From the "People of One Fire"


Stan Cartright of the Perdido Bay Muskogee-Creek Tribe wrote a note in response to the film review of "Reel Injuns."   It struck a poignant emotional response with me because so much of my fond childhood memories paralleled those of Stan's . . . especially about catching large turtles for our grandmother's to cook. One slight difference.  It was my grandmother who made the baskets, while my grandfather carved wooden bowls for mixing flour.   As a young woman, my grandmother also hand-made pottery, but she no longer did that, when I was around.

Stan grew up in the Muskogee-Creek territory of west-central Georgia, while I always lived in Itstate-Creek territory.  At age 8 my family moved from the Okefenokee Swamp to the Georgia Mountains.  Instead of a cave,  my mother took me at age six to Ocmulgee National Monument to view the royal burial that was then on display.  She told me, "Richard, this could be one of your ancestors."   At age 16 my Methodist minister, who was also Creek, took me to the burial display at Etowah Mounds and told me the same thing.

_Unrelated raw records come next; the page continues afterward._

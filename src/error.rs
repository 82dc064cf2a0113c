//! Error types for rope construction, stepping and the analytical solvers.

/// Errors that can occur while building, stepping or solving a rope.
#[derive(thiserror::Error, Debug, Clone, PartialEq)]
pub enum RopeError {
    /// A root finder ran out of seeds or iterations before meeting its tolerance.
    #[error("{what} did not converge after {attempts} attempts")]
    Convergence { what: &'static str, attempts: usize },
    /// The two ends of a spring coincide, so its force direction is undefined.
    #[error("spring {spring} has zero length")]
    DegenerateGeometry { spring: usize },
    /// An input was rejected before any work was done.
    #[error("invalid configuration: {0}")]
    InvalidConfiguration(&'static str),
}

Stan's comments point out something very important that indigenous peoples living in Oklahoma often forget.   While the descendants of the Southeast's indigenous peoples, still living in the Southeast, have typically forgotten their original language,  many day-to-day cultural traditions were maintained that are no longer practiced in Oklahoma. Both boys and girls were out running in the woods as soon as we could walk.  I still do!   We all spent many a day wandering through freshly plowed fields, looking for potsherds and arrowheads . . . knowing that the artifacts could have been made by our ancestors.  We all have kept close watch on the ruins of our ancestral towns.  Such places are very personal and spiritual to us, not abstract locations on the map. 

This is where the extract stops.